● EXERCISE DESCRIPTION: Below are several records. Retype exactly those lines running from the one with "Rank every top-level" through the one with "let mut memo = SupportRanks::new();", end lines included, and no others.

[Collected data]
__________________________________________________

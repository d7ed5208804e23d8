//! Path Ranking Engine.
//!
//! Each path (and, recursively, every support path under its inferred
//! edges) gets a signed rank for the active filters:
//!
//! - `rank > 0`: excluded. Exclusions are `heavy_weight` (plus any filter
//!   `excludeWeight`), which dominates every inclusion bonus.
//! - `rank <= 0`: kept; more negative sorts first.
//!
//! A pass over a rank tree works bottom to top:
//!
//! ```text
//!   top-level path
//!     ├─ negated path-tag filter matches?        → exclude, stop
//!     ├─ per edge slot
//!     │    ├─ inferred: rank every support path;
//!     │    │      all excluded        → slot excludes
//!     │    │      some preferred (<0) → slot prefers
//!     │    │      otherwise           → neutral
//!     │    └─ direct: negated evidence match → exclude
//!     │               evidence match         → include
//!     ├─ any slot excludes                        → exclude
//!     ├─ all slots neutral, positive evidence on  → exclude
//!     └─ path-tag inclusion: OR within a family, AND across families
//! ```
//!
//! Support paths run the same edge logic but skip both path-tag steps.
//! Every pass recomputes from scratch; nothing carries over between passes.

use crate::config::RankingPolicy;
use crate::filter::{Filter, PartitionedFilters};
use crate::model::{Edge, EdgeId, Path, PathId};
use crate::store::GraphStore;
use ahash::{AHashMap, AHashSet};
use serde::Serialize;
use std::collections::BTreeMap;

// ============================================================================
// Rank Trees
// ============================================================================

/// A path's rank plus the ranks of the support paths under its edges.
#[derive(Debug, Clone, PartialEq, Serialize)]
pub struct PathRank {
    pub rank: f64,
    pub path: Path,
    /// Inferred edge this support path hangs off; `None` at the top level.
    #[serde(skip_serializing_if = "Option::is_none")]
    pub via_edge: Option<EdgeId>,
    pub support: Vec<PathRank>,
}

impl PathRank {
    pub fn is_excluded(&self) -> bool {
        self.rank > 0.0
    }

    pub fn path_id(&self) -> &str {
        &self.path.id
    }

    fn leaf(path: Path, via_edge: Option<EdgeId>) -> Self {
        Self {
            rank: 0.0,
            path,
            via_edge,
            support: Vec::new(),
        }
    }
}

/// Build the rank tree for `path`, all ranks zero.
///
/// A support path already on the current branch is not descended into again,
/// and branches stop at `policy.max_support_depth`. A support path shared by
/// several parents is expanded under the first one only; later occurrences
/// are leaves.
pub fn make_path_rank(store: &GraphStore, policy: &RankingPolicy, path: &Path) -> PathRank {
    let mut branch = vec![path.id.clone()];
    let mut expanded: AHashSet<PathId> = AHashSet::new();
    expanded.insert(path.id.clone());
    build_rank(store, policy, path.clone(), None, &mut branch, &mut expanded)
}

fn build_rank(
    store: &GraphStore,
    policy: &RankingPolicy,
    path: Path,
    via_edge: Option<EdgeId>,
    branch: &mut Vec<PathId>,
    expanded: &mut AHashSet<PathId>,
) -> PathRank {
    let mut support = Vec::new();
    if branch.len() > policy.max_support_depth {
        tracing::warn!(path_id = %path.id, depth = branch.len(), "support tree too deep; truncating");
    } else {
        for edge in store.get_edges(path.all_edge_ids()) {
            for support_ref in &edge.support {
                let support_id = support_ref.id();
                if branch.iter().any(|id| id == support_id) {
                    tracing::debug!(path_id = %support_id, edge_id = %edge.id, "support cycle; not descending");
                    continue;
                }
                let Some(support_path) = store.resolve_path(support_ref) else {
                    tracing::warn!(path_id = %support_id, edge_id = %edge.id, "support path missing; skipping");
                    continue;
                };
                let via = Some(edge.id.clone());
                if !expanded.insert(support_id.to_string()) {
                    support.push(PathRank::leaf(support_path.clone(), via));
                    continue;
                }
                branch.push(support_id.to_string());
                let child = build_rank(store, policy, support_path.clone(), via, branch, expanded);
                branch.pop();
                support.push(child);
            }
        }
    }
    PathRank {
        rank: 0.0,
        path,
        via_edge,
        support,
    }
}

/// Sort by rank ascending, each node's support list first. Stable.
pub fn sort_path_ranks(ranks: &mut [PathRank]) {
    for rank in ranks.iter_mut() {
        sort_path_ranks(&mut rank.support);
    }
    ranks.sort_by(|a, b| a.rank.total_cmp(&b.rank));
}

// ============================================================================
// Filter State
// ============================================================================

/// Per top-level path: `true` when the path is kept by the current filters.
/// Paths never ranked count as kept.
#[derive(Debug, Clone, Default, PartialEq, Serialize)]
pub struct PathFilterState(BTreeMap<PathId, bool>);

impl PathFilterState {
    pub fn from_ranks(ranks: &[PathRank]) -> Self {
        Self(
            ranks
                .iter()
                .map(|r| (r.path.id.clone(), !r.is_excluded()))
                .collect(),
        )
    }

    pub fn is_kept(&self, path_id: &str) -> bool {
        self.0.get(path_id).copied().unwrap_or(true)
    }

    pub fn set(&mut self, path_id: &str, kept: bool) {
        self.0.insert(path_id.to_string(), kept);
    }

    pub fn kept_count(&self) -> usize {
        self.0.values().filter(|kept| **kept).count()
    }

    pub fn iter(&self) -> impl Iterator<Item = (&str, bool)> {
        self.0.iter().map(|(id, kept)| (id.as_str(), *kept))
    }
}

// ============================================================================
// Ranking Pass
// ============================================================================

/// Contribution of one edge slot.
#[derive(Debug, Clone, Copy, PartialEq)]
enum SlotSignal {
    Exclude,
    Prefer(f64),
    Neutral,
}

/// Support path ranks computed so far in one pass.
type SupportRanks = AHashMap<PathId, f64>;

pub struct PathRanker<'a> {
    store: &'a GraphStore,
    policy: &'a RankingPolicy,
    filters: PartitionedFilters<'a>,
}

impl<'a> PathRanker<'a> {
    pub fn new(store: &'a GraphStore, policy: &'a RankingPolicy, filters: &'a [Filter]) -> Self {
        Self {
            store,
            policy,
            filters: PartitionedFilters::new(filters),
        }
    }

    /// Rank every top-level tree in `ranks`.
    ///
    /// Ranks come from the store, not from the tree shape: each support path
    /// is ranked once per pass and the result reused wherever it appears.
    pub fn update_path_ranks(&self, ranks: &mut [PathRank]) {
        let mut memo = SupportRanks::new();
        for rank in ranks.iter_mut() {
            let mut branch = vec![rank.path.id.clone()];
            rank.rank = self.path_rank(&rank.path, false, &mut memo, &mut branch);
            self.fill_support(&mut rank.support, &mut memo, &mut branch);
        }
    }

    fn fill_support(&self, support: &mut [PathRank], memo: &mut SupportRanks, branch: &mut Vec<PathId>) {
        for child in support.iter_mut() {
            child.rank = self.support_rank(&child.path, memo, branch);
            branch.push(child.path.id.clone());
            self.fill_support(&mut child.support, memo, branch);
            branch.pop();
        }
    }

    fn support_rank(&self, path: &Path, memo: &mut SupportRanks, branch: &mut Vec<PathId>) -> f64 {
        if let Some(rank) = memo.get(&path.id) {
            return *rank;
        }
        branch.push(path.id.clone());
        let rank = self.path_rank(path, true, memo, branch);
        branch.pop();
        memo.insert(path.id.clone(), rank);
        rank
    }

    fn path_rank(
        &self,
        path: &Path,
        is_support: bool,
        memo: &mut SupportRanks,
        branch: &mut Vec<PathId>,
    ) -> f64 {
        if !is_support {
            let negated = self
                .filters
                .other
                .iter()
                .copied()
                .find(|f| f.negated && f.matches_tags(&path.tags));
            if let Some(filter) = negated {
                return self.policy.exclusion_rank(Some(filter));
            }
        }

        let mut all_neutral = true;
        let mut total = 0.0;
        for slot in 0..path.edge_slot_count() {
            match self.rank_slot(path, slot, memo, branch) {
                SlotSignal::Exclude => return self.policy.exclusion_rank(None),
                SlotSignal::Prefer(weight) => {
                    all_neutral = false;
                    total += weight;
                }
                SlotSignal::Neutral => {}
            }
        }

        if all_neutral && self.filters.has_positive_evidence() {
            return self.policy.exclusion_rank(None);
        }
        if is_support {
            return total;
        }
        self.apply_inclusion(path, total)
    }

    /// Path-tag inclusion: OR inside a group, AND across groups.
    fn apply_inclusion(&self, path: &Path, rank: f64) -> f64 {
        let groups = self.filters.positive_other_groups();
        let mut matched = 0usize;
        for filters in groups.values() {
            let hits = filters
                .iter()
                .filter(|f| f.matches_tags(&path.tags))
                .count();
            if hits == 0 {
                return self.policy.exclusion_rank(None);
            }
            matched += hits;
        }
        rank - self.policy.light_weight * matched as f64
    }

    fn rank_slot(
        &self,
        path: &Path,
        slot: usize,
        memo: &mut SupportRanks,
        branch: &mut Vec<PathId>,
    ) -> SlotSignal {
        let edges = self.store.get_edges(path.slot_edges(slot));
        if edges.is_empty() {
            return SlotSignal::Neutral;
        }

        let inferred: Vec<&Edge> = edges.iter().copied().filter(|e| e.is_inferred()).collect();
        if !inferred.is_empty() {
            return self.rank_inferred_slot(&inferred, memo, branch);
        }

        // Direct slot: the most permissive member edge decides.
        let mut best = SlotSignal::Exclude;
        for edge in &edges {
            let signal = self.edge_signal(edge);
            match signal {
                SlotSignal::Prefer(_) => return signal,
                SlotSignal::Neutral => best = SlotSignal::Neutral,
                SlotSignal::Exclude => {}
            }
        }
        best
    }

    /// Same cut-offs as [`make_path_rank`]: no support below the depth
    /// limit, none that is already on the branch.
    fn rank_inferred_slot(
        &self,
        inferred: &[&Edge],
        memo: &mut SupportRanks,
        branch: &mut Vec<PathId>,
    ) -> SlotSignal {
        if branch.len() > self.policy.max_support_depth {
            return SlotSignal::Neutral;
        }

        let mut total = 0usize;
        let mut survived = 0usize;
        let mut preferred = 0usize;
        for edge in inferred {
            for support_ref in &edge.support {
                let support_id = support_ref.id();
                if branch.iter().any(|id| id == support_id) {
                    continue;
                }
                let Some(support_path) = self.store.resolve_path(support_ref) else {
                    continue;
                };
                let rank = self.support_rank(support_path, memo, branch);
                total += 1;
                if rank <= 0.0 {
                    survived += 1;
                    if rank < 0.0 {
                        preferred += 1;
                    }
                }
            }
        }

        if total == 0 {
            return SlotSignal::Neutral;
        }
        if survived == 0 {
            return SlotSignal::Exclude;
        }
        if preferred > 0 {
            let share = preferred as f64 / total as f64;
            return SlotSignal::Prefer(-self.policy.heavy_weight * share);
        }
        SlotSignal::Neutral
    }

    /// Evidence signal of a direct edge. Negated matches win over inclusions.
    fn edge_signal(&self, edge: &Edge) -> SlotSignal {
        let evidence = &self.filters.evidence;
        if evidence.iter().any(|f| f.negated && f.matches_edge(edge)) {
            return SlotSignal::Exclude;
        }
        if evidence.iter().any(|f| !f.negated && f.matches_edge(edge)) {
            return SlotSignal::Prefer(-self.policy.light_weight);
        }
        SlotSignal::Neutral
    }
}

/// Rank every tree in `ranks` against `filters`.
pub fn update_path_ranks(
    store: &GraphStore,
    policy: &RankingPolicy,
    filters: &[Filter],
    ranks: &mut [PathRank],
) {
    PathRanker::new(store, policy, filters).update_path_ranks(ranks);
}

/// Build, rank and sort rank trees for a list of (usually compressed) paths.
pub fn rank_paths(
    store: &GraphStore,
    policy: &RankingPolicy,
    filters: &[Filter],
    paths: &[Path],
) -> Vec<PathRank> {
    let mut ranks: Vec<PathRank> = paths
        .iter()
        .map(|p| make_path_rank(store, policy, p))
        .collect();
    update_path_ranks(store, policy, filters, &mut ranks);
    sort_path_ranks(&mut ranks);
    ranks
}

__________________________________________________

● RESPONSE AREA:
    /// Rank every top-level tree in `ranks`.
    ///
    /// Ranks come from the store, not from the tree shape: each support path
    /// is ranked once per pass and the result reused wherever it appears.
    pub fn update_path_ranks(&self, ranks: &mut [PathRank]) {
        let mut memo = SupportRanks::new();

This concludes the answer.